Болотников не походил на осажденного, он, казалось, дразнил Скопина-Шуйского. У тебя, мол, и войско большое и наряд велик, но проку от этого мало. Не разбить тебе, Скопин, повольничью рать, не владеть Калугой.
«Надо что-то придумать, — отчаянно размышлял Скопин. — Плох тот стратиг, что новинки не применит».
И Михаил Скопин придумал!
Глава 2
Василиса, Мамон и Давыдка
Давыдка на Москве так и не появился. Мамон досадовал. Знать, не поверил Болотников Давыдке и показнил. Жаль! Не Давыдку. (Леший с ним!) Жаль, с Ивашкой не довелось свидеться.
Во время битвы царя с Болотниковым Мамон находился на стенах Москвы. Подле были посадчане: купцы, попы и монахи, ремесленники и гулящие люди. Речи велись разные: одни переживали за царскую рать, другие (их было куда больше) за Болотникова. Мамон слушал посадскую голь, брюзжал: и чего подлый народишко к Ивашке льнет. Побьет его Шуйский — и язык на замок.
Однако гибели Болотникову не хотел. Живым нужен был ему Ивашка. Пусть хоть Москву возьмет, пусть! В Москве-то он скорее угодит в его руки.
Москву Болотников не взял, войско его бежало в Калугу. Мамон отправился на подворье Евстигнея Пронькина. Заявился среди бела дня, не таясь. Купец недовольно буркнул:
— Поостерегся бы, милок.
Мамон кисло отмахнулся:
— Чего уж теперь. Отпирай подклет, Саввич.
Велел принести вина. Много пил и сумрачно поглядывал на Василису.
— Поди, докука тебе тут, женка? Почитай, в темнице сидишь… Ниче, скоро тебя вызволю. К царю сведу. Пойдешь ли?.. Молчишь. Гляжу, неохота к царю-то? Надо, женка, надо. Молвишь Василию Шуйскому, что пришла к нему по доброй воле. И Никитку с собой возьмешь. Сына-де Ивашки Болотникова привела. Да пади с чадом в ноги царю. Вины-де на нас нет, ничего худого не замышляли, хотим в покое жить. Снаряди, царь-государь, от нас к Болотникову гонцов. Пусть, мол, воровать перестанет. И коль Ивашка послушает, царь его простит и позволит ему с тобой и сыном в добром здравии жить. А коль не послушает, показнит царь и тебя и чадо. Верь, женка, не захочет Ивашка сей погибели. Идем к царю. Да молвишь Шуйскому, что сей добрый совет я тебе дал. Глядишь, и меня царь пожалует. Идем, женка.

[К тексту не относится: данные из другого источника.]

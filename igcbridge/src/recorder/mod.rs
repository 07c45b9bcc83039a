//! Recording pipeline between telemetry events and the IGC writer.
//!
//! - [`queue`] - rate limiter and the ordered recording queue
//! - [`FlightRecorder`] - subscribes to telemetry and drives the writer

pub mod queue;
mod orchestrator;

pub use orchestrator::{FlightRecorder, RecorderConfig, RecorderError, RecorderStatus};
pub use queue::{QueuedFix, RateLimiter, DEFAULT_RECORDING_INTERVAL};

— Никуда я с тобой не пойду, Мамон, — отчужденно сказала Василиса. — Одно у тебя на уме — Иванушку моего заманить, дабы смерти его предать. Не помощница я в твоих черных делах. Уйди!
— Не уйду, женка. По доброй воле на захочешь — силом во дворец приволоку. Ты, чай, меня ведаешь. Собирайсь! — Мамон поднялся из-за стола, пьяно качнулся. — Собирайсь, сказываю!
— Напрасно кричишь. С тобой, катом, и шага не ступлю. Уходи прочь!
— Пойдешь, стерва — рассвирепел Мамон. — Пойдешь! — грязно выругался и грубо повалил Василису на пол. Василиса отчаянно сопротивлялась, Мамон стиснул Василису за горло и та начала слабеть. Вскоре Мамон поднялся, довольно осклабился. Выпил вина, хохотнул.
— Буде валяться, женка… Аль сомлела, хе. Подымайсь! — пнул Василису ногой, та не шелохнулась. — Да ты что, женка? Уж не окочурилась ли? — поднес к лицу Василисы свечу, отшатнулся. Отшатнулся от широко распахнутых, диких от ужаса, застывших глаз. Перекрестился. — И впрямь окочурилась. Тьфу ты, господи! На кой ляд ты мне дохлая. Чертова баба! — сплюнул с досады.